What you are asked to do: For the word "PartialEq", copy every line of the material that includes it.

Data extract:
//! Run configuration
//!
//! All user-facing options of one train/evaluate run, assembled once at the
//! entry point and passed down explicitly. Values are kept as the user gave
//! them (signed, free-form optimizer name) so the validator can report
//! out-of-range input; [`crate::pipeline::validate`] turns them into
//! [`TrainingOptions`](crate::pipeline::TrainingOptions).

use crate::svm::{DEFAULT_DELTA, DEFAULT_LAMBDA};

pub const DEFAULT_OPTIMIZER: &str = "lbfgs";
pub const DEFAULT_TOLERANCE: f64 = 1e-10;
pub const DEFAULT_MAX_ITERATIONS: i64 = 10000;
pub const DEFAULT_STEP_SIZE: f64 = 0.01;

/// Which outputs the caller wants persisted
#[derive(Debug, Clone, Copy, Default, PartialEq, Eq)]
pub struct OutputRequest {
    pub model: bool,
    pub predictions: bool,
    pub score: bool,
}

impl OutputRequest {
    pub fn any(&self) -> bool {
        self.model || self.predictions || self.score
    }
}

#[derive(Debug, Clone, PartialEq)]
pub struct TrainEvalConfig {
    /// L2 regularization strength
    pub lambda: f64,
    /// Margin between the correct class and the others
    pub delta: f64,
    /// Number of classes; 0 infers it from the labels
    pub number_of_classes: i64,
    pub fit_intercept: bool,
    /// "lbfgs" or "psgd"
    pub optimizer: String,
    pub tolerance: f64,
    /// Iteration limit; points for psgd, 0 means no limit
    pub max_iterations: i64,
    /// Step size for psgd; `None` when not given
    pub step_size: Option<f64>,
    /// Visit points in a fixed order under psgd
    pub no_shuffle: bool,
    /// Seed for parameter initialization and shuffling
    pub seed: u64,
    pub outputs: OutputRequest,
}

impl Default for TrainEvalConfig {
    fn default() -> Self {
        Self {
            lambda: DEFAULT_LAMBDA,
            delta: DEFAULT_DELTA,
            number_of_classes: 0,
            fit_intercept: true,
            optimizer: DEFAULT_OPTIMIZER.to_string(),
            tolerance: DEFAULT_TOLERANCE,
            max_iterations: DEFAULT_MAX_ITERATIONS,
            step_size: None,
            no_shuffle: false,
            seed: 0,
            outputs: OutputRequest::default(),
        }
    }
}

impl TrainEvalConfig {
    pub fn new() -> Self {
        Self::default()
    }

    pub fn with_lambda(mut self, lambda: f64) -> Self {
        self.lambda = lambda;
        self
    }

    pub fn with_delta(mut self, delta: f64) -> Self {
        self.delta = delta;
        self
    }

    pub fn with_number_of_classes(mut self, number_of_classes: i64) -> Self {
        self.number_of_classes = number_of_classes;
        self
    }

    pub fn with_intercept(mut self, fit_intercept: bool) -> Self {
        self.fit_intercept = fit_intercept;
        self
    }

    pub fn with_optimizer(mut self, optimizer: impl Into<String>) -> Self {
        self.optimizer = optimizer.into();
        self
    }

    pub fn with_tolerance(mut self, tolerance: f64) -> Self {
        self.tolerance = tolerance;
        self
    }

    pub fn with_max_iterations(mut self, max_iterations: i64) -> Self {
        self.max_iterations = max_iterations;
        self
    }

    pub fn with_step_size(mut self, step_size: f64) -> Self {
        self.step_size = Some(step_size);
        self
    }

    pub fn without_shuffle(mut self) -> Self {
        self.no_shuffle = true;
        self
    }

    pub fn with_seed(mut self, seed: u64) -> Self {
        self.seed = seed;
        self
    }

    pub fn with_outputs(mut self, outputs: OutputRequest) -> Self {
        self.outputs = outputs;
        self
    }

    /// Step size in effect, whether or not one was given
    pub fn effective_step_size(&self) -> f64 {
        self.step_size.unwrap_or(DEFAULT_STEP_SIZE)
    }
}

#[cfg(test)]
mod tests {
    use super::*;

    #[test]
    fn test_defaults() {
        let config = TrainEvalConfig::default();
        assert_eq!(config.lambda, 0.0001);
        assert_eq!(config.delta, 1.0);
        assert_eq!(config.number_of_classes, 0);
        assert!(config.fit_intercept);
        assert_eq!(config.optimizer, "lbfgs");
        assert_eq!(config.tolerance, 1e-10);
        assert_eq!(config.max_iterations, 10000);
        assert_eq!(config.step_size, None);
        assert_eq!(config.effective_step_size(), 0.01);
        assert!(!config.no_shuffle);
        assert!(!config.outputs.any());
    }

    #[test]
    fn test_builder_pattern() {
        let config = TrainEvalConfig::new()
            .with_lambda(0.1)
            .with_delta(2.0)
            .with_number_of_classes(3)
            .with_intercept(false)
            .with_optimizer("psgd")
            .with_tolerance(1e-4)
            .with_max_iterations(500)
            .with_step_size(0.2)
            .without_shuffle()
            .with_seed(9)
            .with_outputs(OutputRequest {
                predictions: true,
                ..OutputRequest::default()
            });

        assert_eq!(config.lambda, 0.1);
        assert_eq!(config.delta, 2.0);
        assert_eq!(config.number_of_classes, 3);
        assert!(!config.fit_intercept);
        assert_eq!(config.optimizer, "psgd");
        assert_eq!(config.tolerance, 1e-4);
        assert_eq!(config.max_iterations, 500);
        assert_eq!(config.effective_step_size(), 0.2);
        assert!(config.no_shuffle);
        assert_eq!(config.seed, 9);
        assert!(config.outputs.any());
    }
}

Your solution:
#[derive(Debug, Clone, Copy, Default, PartialEq, Eq)]
#[derive(Debug, Clone, PartialEq)]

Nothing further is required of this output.